> Collected data entries
= Beginning of Section =

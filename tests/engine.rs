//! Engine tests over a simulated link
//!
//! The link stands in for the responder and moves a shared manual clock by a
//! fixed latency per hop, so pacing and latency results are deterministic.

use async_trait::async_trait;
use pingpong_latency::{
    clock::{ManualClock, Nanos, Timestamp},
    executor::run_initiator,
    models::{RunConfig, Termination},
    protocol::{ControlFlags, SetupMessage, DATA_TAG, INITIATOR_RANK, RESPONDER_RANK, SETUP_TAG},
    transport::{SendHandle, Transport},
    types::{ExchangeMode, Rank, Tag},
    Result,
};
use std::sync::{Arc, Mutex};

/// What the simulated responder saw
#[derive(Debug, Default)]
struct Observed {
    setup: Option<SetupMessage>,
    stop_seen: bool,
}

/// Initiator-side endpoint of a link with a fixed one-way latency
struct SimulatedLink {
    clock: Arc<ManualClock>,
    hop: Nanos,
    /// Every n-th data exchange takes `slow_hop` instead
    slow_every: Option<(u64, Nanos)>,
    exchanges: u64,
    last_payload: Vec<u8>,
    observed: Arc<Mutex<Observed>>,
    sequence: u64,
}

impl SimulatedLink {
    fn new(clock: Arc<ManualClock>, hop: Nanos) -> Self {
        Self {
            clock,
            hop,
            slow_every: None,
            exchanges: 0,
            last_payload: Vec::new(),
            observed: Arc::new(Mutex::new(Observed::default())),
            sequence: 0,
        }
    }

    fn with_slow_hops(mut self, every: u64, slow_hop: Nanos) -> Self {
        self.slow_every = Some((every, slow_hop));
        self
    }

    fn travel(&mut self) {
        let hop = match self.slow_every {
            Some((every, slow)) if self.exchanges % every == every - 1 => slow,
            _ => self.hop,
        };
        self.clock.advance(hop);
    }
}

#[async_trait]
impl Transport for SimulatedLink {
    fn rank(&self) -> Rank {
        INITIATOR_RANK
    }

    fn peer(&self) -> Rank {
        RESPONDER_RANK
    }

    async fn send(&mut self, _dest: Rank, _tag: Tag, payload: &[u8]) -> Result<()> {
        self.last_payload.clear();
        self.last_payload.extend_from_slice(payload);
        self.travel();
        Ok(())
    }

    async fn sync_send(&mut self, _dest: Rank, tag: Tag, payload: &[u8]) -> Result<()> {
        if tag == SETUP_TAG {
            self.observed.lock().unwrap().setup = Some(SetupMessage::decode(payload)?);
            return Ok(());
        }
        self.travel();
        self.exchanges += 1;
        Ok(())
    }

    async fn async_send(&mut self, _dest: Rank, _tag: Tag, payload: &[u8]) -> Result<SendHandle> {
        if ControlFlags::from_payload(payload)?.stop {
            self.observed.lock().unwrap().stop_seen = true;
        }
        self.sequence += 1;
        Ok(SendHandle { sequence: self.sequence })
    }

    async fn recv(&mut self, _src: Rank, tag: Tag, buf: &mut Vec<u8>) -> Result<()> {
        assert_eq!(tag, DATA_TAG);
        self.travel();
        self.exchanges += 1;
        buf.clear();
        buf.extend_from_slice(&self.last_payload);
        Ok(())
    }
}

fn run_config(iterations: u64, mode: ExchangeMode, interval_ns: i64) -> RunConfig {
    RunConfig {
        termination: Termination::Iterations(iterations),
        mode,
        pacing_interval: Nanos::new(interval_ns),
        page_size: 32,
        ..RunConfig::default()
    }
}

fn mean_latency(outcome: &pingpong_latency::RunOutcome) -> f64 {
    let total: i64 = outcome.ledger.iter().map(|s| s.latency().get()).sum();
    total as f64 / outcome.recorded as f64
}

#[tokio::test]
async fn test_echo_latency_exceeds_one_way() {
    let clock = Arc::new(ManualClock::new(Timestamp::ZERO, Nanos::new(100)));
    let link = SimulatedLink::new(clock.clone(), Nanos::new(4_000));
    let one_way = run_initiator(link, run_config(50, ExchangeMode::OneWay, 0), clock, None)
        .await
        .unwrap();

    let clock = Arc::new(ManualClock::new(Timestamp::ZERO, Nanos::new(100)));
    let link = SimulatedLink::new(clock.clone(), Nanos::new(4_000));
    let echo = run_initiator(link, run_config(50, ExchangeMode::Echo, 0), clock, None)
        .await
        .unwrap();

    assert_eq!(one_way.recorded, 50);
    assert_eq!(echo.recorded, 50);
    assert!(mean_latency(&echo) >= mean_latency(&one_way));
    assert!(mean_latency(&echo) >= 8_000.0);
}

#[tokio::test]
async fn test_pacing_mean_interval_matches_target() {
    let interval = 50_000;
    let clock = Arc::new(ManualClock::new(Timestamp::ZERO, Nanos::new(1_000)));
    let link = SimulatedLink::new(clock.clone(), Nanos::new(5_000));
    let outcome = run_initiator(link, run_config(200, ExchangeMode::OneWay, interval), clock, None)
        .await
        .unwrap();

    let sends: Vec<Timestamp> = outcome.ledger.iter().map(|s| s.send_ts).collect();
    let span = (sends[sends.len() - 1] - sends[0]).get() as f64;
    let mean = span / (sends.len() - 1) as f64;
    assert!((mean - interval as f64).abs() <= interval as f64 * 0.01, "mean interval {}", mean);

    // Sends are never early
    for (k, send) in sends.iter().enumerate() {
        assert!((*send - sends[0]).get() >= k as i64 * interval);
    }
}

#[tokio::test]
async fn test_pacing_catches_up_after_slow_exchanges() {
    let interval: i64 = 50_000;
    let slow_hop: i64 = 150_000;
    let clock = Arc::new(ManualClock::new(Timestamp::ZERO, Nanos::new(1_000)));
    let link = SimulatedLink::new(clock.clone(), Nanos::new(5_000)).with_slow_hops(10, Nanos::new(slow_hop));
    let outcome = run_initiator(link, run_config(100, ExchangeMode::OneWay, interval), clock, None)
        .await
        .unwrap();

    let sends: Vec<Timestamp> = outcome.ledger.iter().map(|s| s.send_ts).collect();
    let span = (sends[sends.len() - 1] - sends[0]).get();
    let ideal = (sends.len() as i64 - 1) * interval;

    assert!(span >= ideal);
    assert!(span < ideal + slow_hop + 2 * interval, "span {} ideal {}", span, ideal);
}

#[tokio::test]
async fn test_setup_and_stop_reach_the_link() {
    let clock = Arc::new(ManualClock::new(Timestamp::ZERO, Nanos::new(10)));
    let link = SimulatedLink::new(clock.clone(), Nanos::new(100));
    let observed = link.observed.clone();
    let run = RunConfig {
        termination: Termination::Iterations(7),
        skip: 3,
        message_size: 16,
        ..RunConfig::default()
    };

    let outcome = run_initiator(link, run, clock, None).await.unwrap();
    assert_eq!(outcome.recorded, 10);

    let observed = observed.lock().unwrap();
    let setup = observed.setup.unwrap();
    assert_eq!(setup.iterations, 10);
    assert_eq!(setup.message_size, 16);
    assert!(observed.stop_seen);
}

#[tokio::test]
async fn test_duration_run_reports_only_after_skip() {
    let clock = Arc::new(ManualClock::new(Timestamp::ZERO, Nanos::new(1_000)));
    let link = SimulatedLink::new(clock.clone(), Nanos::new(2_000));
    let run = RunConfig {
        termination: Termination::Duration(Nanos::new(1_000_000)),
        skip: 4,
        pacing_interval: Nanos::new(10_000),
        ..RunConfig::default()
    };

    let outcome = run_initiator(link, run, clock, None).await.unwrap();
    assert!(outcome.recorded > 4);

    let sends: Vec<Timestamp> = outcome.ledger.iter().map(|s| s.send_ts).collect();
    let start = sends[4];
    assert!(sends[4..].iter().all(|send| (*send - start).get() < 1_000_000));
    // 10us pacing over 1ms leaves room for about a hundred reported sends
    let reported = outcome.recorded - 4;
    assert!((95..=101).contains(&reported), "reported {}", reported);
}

= End of Section =

> Problem requirements
Repeat every record above exactly as it appears.

> Answer box
filename tests/engine.rs
//! Engine tests over a simulated link
//!
//! The link stands in for the responder and moves a shared manual clock by a
//! fixed latency per hop, so pacing and latency results are deterministic.

use async_trait::async_trait;
use pingpong_latency::{
    clock::{ManualClock, Nanos, Timestamp},
    executor::run_initiator,
    models::{RunConfig, Termination},
    protocol::{ControlFlags, SetupMessage, DATA_TAG, INITIATOR_RANK, RESPONDER_RANK, SETUP_TAG},
    transport::{SendHandle, Transport},
    types::{ExchangeMode, Rank, Tag},
    Result,
};
use std::sync::{Arc, Mutex};

/// What the simulated responder saw
#[derive(Debug, Default)]
struct Observed {
    setup: Option<SetupMessage>,
    stop_seen: bool,
}

/// Initiator-side endpoint of a link with a fixed one-way latency
struct SimulatedLink {
    clock: Arc<ManualClock>,
    hop: Nanos,
    /// Every n-th data exchange takes `slow_hop` instead
    slow_every: Option<(u64, Nanos)>,
    exchanges: u64,
    last_payload: Vec<u8>,
    observed: Arc<Mutex<Observed>>,
    sequence: u64,
}

impl SimulatedLink {
    fn new(clock: Arc<ManualClock>, hop: Nanos) -> Self {
        Self {
            clock,
            hop,
            slow_every: None,
            exchanges: 0,
            last_payload: Vec::new(),
            observed: Arc::new(Mutex::new(Observed::default())),
            sequence: 0,
        }
    }

    fn with_slow_hops(mut self, every: u64, slow_hop: Nanos) -> Self {
        self.slow_every = Some((every, slow_hop));
        self
    }

    fn travel(&mut self) {
        let hop = match self.slow_every {
            Some((every, slow)) if self.exchanges % every == every - 1 => slow,
            _ => self.hop,
        };
        self.clock.advance(hop);
    }
}

#[async_trait]
impl Transport for SimulatedLink {
    fn rank(&self) -> Rank {
        INITIATOR_RANK
    }

    fn peer(&self) -> Rank {
        RESPONDER_RANK
    }

    async fn send(&mut self, _dest: Rank, _tag: Tag, payload: &[u8]) -> Result<()> {
        self.last_payload.clear();
        self.last_payload.extend_from_slice(payload);
        self.travel();
        Ok(())
    }

    async fn sync_send(&mut self, _dest: Rank, tag: Tag, payload: &[u8]) -> Result<()> {
        if tag == SETUP_TAG {
            self.observed.lock().unwrap().setup = Some(SetupMessage::decode(payload)?);
            return Ok(());
        }
        self.travel();
        self.exchanges += 1;
        Ok(())
    }

    async fn async_send(&mut self, _dest: Rank, _tag: Tag, payload: &[u8]) -> Result<SendHandle> {
        if ControlFlags::from_payload(payload)?.stop {
            self.observed.lock().unwrap().stop_seen = true;
        }
        self.sequence += 1;
        Ok(SendHandle { sequence: self.sequence })
    }

    async fn recv(&mut self, _src: Rank, tag: Tag, buf: &mut Vec<u8>) -> Result<()> {
        assert_eq!(tag, DATA_TAG);
        self.travel();
        self.exchanges += 1;
        buf.clear();
        buf.extend_from_slice(&self.last_payload);
        Ok(())
    }
}

fn run_config(iterations: u64, mode: ExchangeMode, interval_ns: i64) -> RunConfig {
    RunConfig {
        termination: Termination::Iterations(iterations),
        mode,
        pacing_interval: Nanos::new(interval_ns),
        page_size: 32,
        ..RunConfig::default()
    }
}

fn mean_latency(outcome: &pingpong_latency::RunOutcome) -> f64 {
    let total: i64 = outcome.ledger.iter().map(|s| s.latency().get()).sum();
    total as f64 / outcome.recorded as f64
}

#[tokio::test]
async fn test_echo_latency_exceeds_one_way() {
    let clock = Arc::new(ManualClock::new(Timestamp::ZERO, Nanos::new(100)));
    let link = SimulatedLink::new(clock.clone(), Nanos::new(4_000));
    let one_way = run_initiator(link, run_config(50, ExchangeMode::OneWay, 0), clock, None)
        .await
        .unwrap();

    let clock = Arc::new(ManualClock::new(Timestamp::ZERO, Nanos::new(100)));
    let link = SimulatedLink::new(clock.clone(), Nanos::new(4_000));
    let echo = run_initiator(link, run_config(50, ExchangeMode::Echo, 0), clock, None)
        .await
        .unwrap();

    assert_eq!(one_way.recorded, 50);
    assert_eq!(echo.recorded, 50);
    assert!(mean_latency(&echo) >= mean_latency(&one_way));
    assert!(mean_latency(&echo) >= 8_000.0);
}

#[tokio::test]
async fn test_pacing_mean_interval_matches_target() {
    let interval = 50_000;
    let clock = Arc::new(ManualClock::new(Timestamp::ZERO, Nanos::new(1_000)));
    let link = SimulatedLink::new(clock.clone(), Nanos::new(5_000));
    let outcome = run_initiator(link, run_config(200, ExchangeMode::OneWay, interval), clock, None)
        .await
        .unwrap();

    let sends: Vec<Timestamp> = outcome.ledger.iter().map(|s| s.send_ts).collect();
    let span = (sends[sends.len() - 1] - sends[0]).get() as f64;
    let mean = span / (sends.len() - 1) as f64;
    assert!((mean - interval as f64).abs() <= interval as f64 * 0.01, "mean interval {}", mean);

    // Sends are never early
    for (k, send) in sends.iter().enumerate() {
        assert!((*send - sends[0]).get() >= k as i64 * interval);
    }
}

#[tokio::test]
async fn test_pacing_catches_up_after_slow_exchanges() {
    let interval: i64 = 50_000;
    let slow_hop: i64 = 150_000;
    let clock = Arc::new(ManualClock::new(Timestamp::ZERO, Nanos::new(1_000)));
    let link = SimulatedLink::new(clock.clone(), Nanos::new(5_000)).with_slow_hops(10, Nanos::new(slow_hop));
    let outcome = run_initiator(link, run_config(100, ExchangeMode::OneWay, interval), clock, None)
        .await
        .unwrap();

    let sends: Vec<Timestamp> = outcome.ledger.iter().map(|s| s.send_ts).collect();
    let span = (sends[sends.len() - 1] - sends[0]).get();
    let ideal = (sends.len() as i64 - 1) * interval;

    assert!(span >= ideal);
    assert!(span < ideal + slow_hop + 2 * interval, "span {} ideal {}", span, ideal);
}

#[tokio::test]
async fn test_setup_and_stop_reach_the_link() {
    let clock = Arc::new(ManualClock::new(Timestamp::ZERO, Nanos::new(10)));
    let link = SimulatedLink::new(clock.clone(), Nanos::new(100));
    let observed = link.observed.clone();
    let run = RunConfig {
        termination: Termination::Iterations(7),
        skip: 3,
        message_size: 16,
        ..RunConfig::default()
    };

    let outcome = run_initiator(link, run, clock, None).await.unwrap();
    assert_eq!(outcome.recorded, 10);

    let observed = observed.lock().unwrap();
    let setup = observed.setup.unwrap();
    assert_eq!(setup.iterations, 10);
    assert_eq!(setup.message_size, 16);
    assert!(observed.stop_seen);
}

#[tokio::test]
async fn test_duration_run_reports_only_after_skip() {
    let clock = Arc::new(ManualClock::new(Timestamp::ZERO, Nanos::new(1_000)));
    let link = SimulatedLink::new(clock.clone(), Nanos::new(2_000));
    let run = RunConfig {
        termination: Termination::Duration(Nanos::new(1_000_000)),
        skip: 4,
        pacing_interval: Nanos::new(10_000),
        ..RunConfig::default()
    };

    let outcome = run_initiator(link, run, clock, None).await.unwrap();
    assert!(outcome.recorded > 4);

    let sends: Vec<Timestamp> = outcome.ledger.iter().map(|s| s.send_ts).collect();
    let start = sends[4];
    assert!(sends[4..].iter().all(|send| (*send - start).get() < 1_000_000));
    // 10us pacing over 1ms leaves room for about a hundred reported sends
    let reported = outcome.recorded - 4;
    assert!((95..=101).contains(&reported), "reported {}", reported);
}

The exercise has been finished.